Q: How much notice is required to terminate
an employee?
A: For provincially regulated employers in Ontario, the amount
of notice required to terminate an employee usually depends on
a consideration of (a) the Employment Standards Act, 2000, which
sets out an employee's minimum notice entitlements; and (b) the
common law, which establishes an entitlement to "reasonable"
notice of termination. For federally regulated employers, and
for certain specialized classes of employees and occupations,
different considerations may apply. The Employment Standards Act,
2000 sets out a schedule of notice periods that vary depending
on the employee's length of service - employees with less than
three (3) months of service are not entitled to notice and employees
with eight (8) or more years of service are entitled to a maximum
of 8 weeks notice. However, different considerations may apply
where a larger number of employees are being terminated within
a specific period of time - in a so-called "mass termination"
scenario, the minimum notice required, even for a short-service
employee, can range from 8 weeks to 16 weeks, depending on the
number of employees affected.
Q: What is "reasonable" notice?
A: Under the common law, it is generally accepted that the purpose
of giving notice is to allow the employee an opportunity to find
another job. Therefore, what is "reasonable" notice
will vary, depending on a consideration of factors such as the
employee's age, years of service, character of employment, and
so on - that is, factors that can be thought of as impacting on
the length of time that a particular employee will require in
order to find comparable alternative employment. Although there
is a temptation to base an estimation of what is "reasonable"

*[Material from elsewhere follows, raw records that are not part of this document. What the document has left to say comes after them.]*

//! Request handler definitions
//!
//! Define each route and its handler here. Handlers that are more than a few lines MUST push their logic into the
//! engine APIs. Keep this module neat and tidy 🙏
//!
//! Handlers never block. Every database and provider call is awaited, so a slow upstream only parks the current
//! request, not the worker thread.
//!
//! Surfaces:
//! * Storefront: `/api/orders/track`, `/api/orders`, `/api/orders/{order_id}/cancel`, `/api/services`.
//! * Admin (`X-Admin-Key`): everything under `/api/admin`.
//! * Provider-action dispatch (`X-Admin-Key`, CORS `*`): `POST /smmturk`.
use actix_web::{get, options, web, HttpResponse, Responder};
use log::*;
use serde_json::{json, Value};
use snsgrow_engine::{
    db_types::{NewOrder, OrderId},
    order_objects::OrderQueryFilter,
    traits::{FulfillmentProvider, OrderManagement, ServiceCatalog},
    CatalogApi,
    OrderFlowApi,
    OrderFlowError,
    OrderSyncApi,
    TrackingApi,
};

use crate::{
    data_objects::{
        AdminOrdersParams,
        ApiResponse,
        DispatchResponse,
        JsonResponse,
        ProviderAction,
        ServicesParams,
        SyncRequest,
        TrackParams,
    },
    errors::ServerError,
};

// Web-actix cannot handle generics in handlers, so it's implemented manually using the `route!` macro
#[macro_export]
macro_rules! route {
    ($name:ident => $method:ident $path:literal impl $($bounds:ty),+) => {
        paste::paste! { pub struct [<$name:camel Route>]< $( [< T $bounds:camel> ],)+ >( $( core::marker::PhantomData<fn() -> [< T $bounds:camel> ] >,)+ );}
        paste::paste! { impl< $( [< T $bounds:camel> ],)+ > [<$name:camel Route>]< $( [< T $bounds:camel> ],)+ > {
            #[allow(clippy::new_without_default)]
            pub fn new() -> Self {
                Self($( core::marker::PhantomData::<fn() -> [< T $bounds:camel> ] >,)+)
            }
        }}
        paste::paste! { impl<$( [< T $bounds:camel >] , )+> actix_web::dev::HttpServiceFactory for [<$name:camel Route>]<$([<T $bounds:camel>],)+>
        where
            $([<T $bounds:camel>]: $bounds + 'static,)+
        {
            fn register(self, config: &mut actix_web::dev::AppService) {
                let res = actix_web::Resource::new($path)
                    .name(stringify!($name))
                    .guard(actix_web::guard::$method())
                    .to($name::< $( [< T $bounds:camel >], )+>);
                actix_web::dev::HttpServiceFactory::register(res, config);
            }
        }}
    };
}

// ----------------------------------------------   Health  ----------------------------------------------------
#[get("/health")]
pub async fn health() -> impl Responder {
    trace!("💻️ Received health check request");
    HttpResponse::Ok().body("👍️\n")
}

//----------------------------------------------   Tracking  ----------------------------------------------------
route!(track_order => Get "/orders/track" impl OrderManagement);
/// Route handler for the order tracking endpoint
///
/// Customers look their order up with `?orderId=` or `?email=`. For an e-mail address, the most recent order placed
/// with that address is returned. The response carries the persisted progress, the status timeline, and
/// `pollIntervalSecs`, which is `null` once the order has reached a terminal state.
pub async fn track_order<B: OrderManagement>(
    query: web::Query<TrackParams>,
    api: web::Data<TrackingApi<B>>,
) -> Result<HttpResponse, ServerError> {
    let search = query.search_value();
    debug!("💻️ GET track order for '{search}'");
    let view = api.track(search).await.map_err(|e| {
        debug!("💻️ Could not track order '{search}'. {e}");
        ServerError::from(e)
    })?;
    Ok(HttpResponse::Ok().json(ApiResponse::ok(view)))
}

route!(cancel_order => Post "/orders/{order_id}/cancel" impl OrderManagement);
pub async fn cancel_order<B: OrderManagement>(
    path: web::Path<OrderId>,
    api: web::Data<TrackingApi<B>>,
) -> Result<HttpResponse, ServerError> {
    let order_id = path.into_inner();
    debug!("💻️ POST cancel order {order_id}");
    api.cancel(&order_id).await?;
    Ok(HttpResponse::Ok().json(JsonResponse::success("주문이 취소되었습니다.")))
}

//----------------------------------------------   Orders  ----------------------------------------------------
route!(create_order => Post "/orders" impl OrderManagement);
/// Route handler for new storefront orders. The order starts out `pending`; payment is confirmed separately.
pub async fn create_order<B: OrderManagement>(
    body: web::Json<NewOrder>,
    api: web::Data<OrderFlowApi<B>>,
) -> Result<HttpResponse, ServerError> {
    let order = body.into_inner();
    debug!("💻️ POST new order. {order}");
    let order = api.create_order(order).await?;
    Ok(HttpResponse::Created().json(ApiResponse::ok(order)))
}

//----------------------------------------------   Services  ----------------------------------------------------
route!(list_services => Get "/services" impl ServiceCatalog, FulfillmentProvider);
pub async fn list_services<B: ServiceCatalog, P: FulfillmentProvider>(
    query: web::Query<ServicesParams>,
    api: web::Data<CatalogApi<B, P>>,
) -> Result<HttpResponse, ServerError> {
    let platform = query.platform.as_deref().filter(|p| !p.trim().is_empty());
    trace!("💻️ GET services (platform: {platform:?})");
    let services = api.list_services(platform).await?;
    Ok(HttpResponse::Ok().json(ApiResponse::ok(services)))
}

//----------------------------------------------   Admin  ----------------------------------------------------
route!(confirm_payment => Post "/orders/{order_id}/confirm-payment" impl OrderManagement);
/// Marks a `pending` order as paid. The order moves through `payment_confirmed` to `processing` and is then ready
/// to be sent to the provider.
pub async fn confirm_payment<B: OrderManagement>(
    path: web::Path<OrderId>,
    api: web::Data<OrderFlowApi<B>>,
) -> Result<HttpResponse, ServerError> {
    let order_id = path.into_inner();
    info!("💻️ POST confirm payment for order {order_id}");
    let order = api.confirm_payment(&order_id).await?;
    Ok(HttpResponse::Ok().json(ApiResponse::ok(order)))
}

route!(sync_orders => Post "/orders/sync" impl OrderManagement, FulfillmentProvider);
/// Reconciles in-flight orders with the provider. With an `orderId` in the body only that order is synced, otherwise
/// the most recent batch of `processing` orders is. Returns the orders that were updated.
pub async fn sync_orders<B: OrderManagement, P: FulfillmentProvider>(
    body: Option<web::Json<SyncRequest>>,
    api: web::Data<OrderSyncApi<B, P>>,
) -> Result<HttpResponse, ServerError> {
    let order_id = body.and_then(|b| b.into_inner().order_id);
    let target = order_id.as_ref().map(|id| id.to_string()).unwrap_or_else(|| "the latest batch".into());
    info!("💻️ POST order sync for {target}");
    let updated = api.sync_order_status(order_id.as_ref()).await?;
    Ok(HttpResponse::Ok().json(ApiResponse::ok(updated)))
}

route!(search_orders => Get "/orders" impl OrderManagement);
pub async fn search_orders<B: OrderManagement>(
    query: web::Query<AdminOrdersParams>,
    api: web::Data<OrderFlowApi<B>>,
) -> Result<HttpResponse, ServerError> {
    let filter = OrderQueryFilter::try_from(query.into_inner())?;
    debug!("💻️ GET search orders. {filter}");
    let orders = api.search_orders(filter).await?;
    Ok(HttpResponse::Ok().json(ApiResponse::ok(orders)))
}

route!(order_details => Get "/orders/{order_id}" impl OrderManagement);
pub async fn order_details<B: OrderManagement>(
    path: web::Path<OrderId>,
    api: web::Data<OrderFlowApi<B>>,
) -> Result<HttpResponse, ServerError> {
    let order_id = path.into_inner();
    debug!("💻️ GET order details for {order_id}");
    let details = api.order_details(&order_id).await?;
    Ok(HttpResponse::Ok().json(ApiResponse::ok(details)))
}

route!(sync_services => Post "/services/sync" impl ServiceCatalog, FulfillmentProvider);
pub async fn sync_services<B: ServiceCatalog, P: FulfillmentProvider>(
    api: web::Data<CatalogApi<B, P>>,
) -> Result<HttpResponse, ServerError> {
    info!("💻️ POST service catalogue sync");
    let services = api.sync_services().await?;
    Ok(HttpResponse::Ok().json(ApiResponse::ok(services)))
}

route!(provider_balance => Get "/balance" impl ServiceCatalog, FulfillmentProvider);
pub async fn provider_balance<B: ServiceCatalog, P: FulfillmentProvider>(
    api: web::Data<CatalogApi<B, P>>,
) -> Result<HttpResponse, ServerError> {
    debug!("💻️ GET provider balance");
    let balance = api.balance().await?;
    Ok(HttpResponse::Ok().json(ApiResponse::ok(balance)))
}

//----------------------------------------------   Dispatch  ----------------------------------------------------
route!(smmturk_dispatch => Post "" impl OrderManagement, ServiceCatalog, FulfillmentProvider);
/// Provider-action dispatch endpoint.
///
/// The body is `{"action": ..., ...}` where `action` is one of `process-order`, `sync-order-status`,
/// `get-provider-services` or `check-balance`. Successful responses are `{"success": true, ...}`. Failures are
/// `{"success": false, "error", "details"?}` with a 400, 404 or 500 status. A provider refusal of `process-order` is
/// a 400, and the order is marked `failed` with the provider's message.
pub async fn smmturk_dispatch<B, C, P>(
    body: web::Json<Value>,
    sync_api: web::Data<OrderSyncApi<B, P>>,
    catalog_api: web::Data<CatalogApi<C, P>>,
) -> Result<HttpResponse, ServerError>
where
    B: OrderManagement,
    C: ServiceCatalog,
    P: FulfillmentProvider,
{
    let action = parse_action(body.into_inner())?;
    debug!("💻️ POST smmturk dispatch: {}", action.name());
    match action {
        ProviderAction::ProcessOrder { order_id, service_type, target_url, quantity } => {
            if quantity <= 0 || target_url.trim().is_empty() || service_type.trim().is_empty() {
                return Err(ServerError::InvalidRequestBody(
                    "serviceType, targetUrl and a positive quantity are required".into(),
                ));
            }
            let result =
                sync_api.process_order(&order_id, &service_type, &target_url, quantity).await.map_err(|e| match e {
                    OrderFlowError::Upstream(u) => ServerError::OrderRejected(u.to_string()),
                    e => ServerError::from(e),
                })?;
            Ok(HttpResponse::Ok().json(DispatchResponse::ok(result)))
        },
        ProviderAction::SyncOrderStatus { order_id } => {
            let orders = sync_api.sync_order_status(order_id.as_ref()).await?;
            Ok(HttpResponse::Ok().json(json!({ "success": true, "updated": orders.len(), "orders": orders })))
        },
        ProviderAction::GetProviderServices => {
            let services = catalog_api.sync_services().await?;
            Ok(HttpResponse::Ok().json(json!({ "success": true, "count": services.len(), "services": services })))
        },
        ProviderAction::CheckBalance => {
            let balance = catalog_api.balance().await?;
            Ok(HttpResponse::Ok().json(DispatchResponse::ok(balance)))
        },
    }
}

#[options("")]
pub async fn smmturk_preflight() -> impl Responder {
    trace!("💻️ CORS pre-flight for smmturk dispatch");
    HttpResponse::Ok().finish()
}

fn parse_action(body: Value) -> Result<ProviderAction, ServerError> {
    let name = body
        .get("action")
        .and_then(Value::as_str)
        .map(str::to_string)
        .ok_or_else(|| ServerError::UnknownAction("No action was given".into()))?;
    if !ProviderAction::NAMES.contains(&name.as_str()) {
        return Err(ServerError::UnknownAction(name));
    }
    serde_json::from_value(body).map_err(|e| ServerError::InvalidRequestBody(format!("{name}: {e}")))
}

on length of service alone, or some other simple formula, the
courts generally discourage that approach because it places undue
emphasis on a single factor. Other considerations may influence
the amount of notice that will be considered reasonable. For example,
a short-service employee who was actively lured away from employment
elsewhere may be entitled to more notice than an employee with
the same length of service who approached the employer on his
or her own initiative, e.g., in response to a newspaper ad. Given
the aging baby-boomer population, age is a factor that may have
a significant influence on any determination as to what is "reasonable"
notice of termination.
Q: Is there a difference between "termination
pay" and "severance pay"
A: Yes. "Termination pay" is the term used under the
Employment Standards Act, 2000, to refer to what is essentially
"pay in lieu of notice". The requirement under the legislation
is to provide working notice but, where the employer fails to
comply with that requirement, it may be permissible to provide
"termination pay" in an amount that is equal to the
wages or salary that the employee would have otherwise earned
had he or she actually been given the opportunity to work through
the notice period. "Severance pay", on the other hand,
is a different and distinct entitlement under the Employment Standards
Act, 2000. Severance pay may be payable in addition to the requirement
to provide notice (or termination pay). In the case of individual
terminations, the requirement to provide severance pay only applies
where (a) the employee has five (5) or more years of service;
and (b) the employer has an annual Ontario payroll of $2.5 million
or more. There may also be a requirement to provide severance
pay in larger-scale terminations, regardless of payroll size.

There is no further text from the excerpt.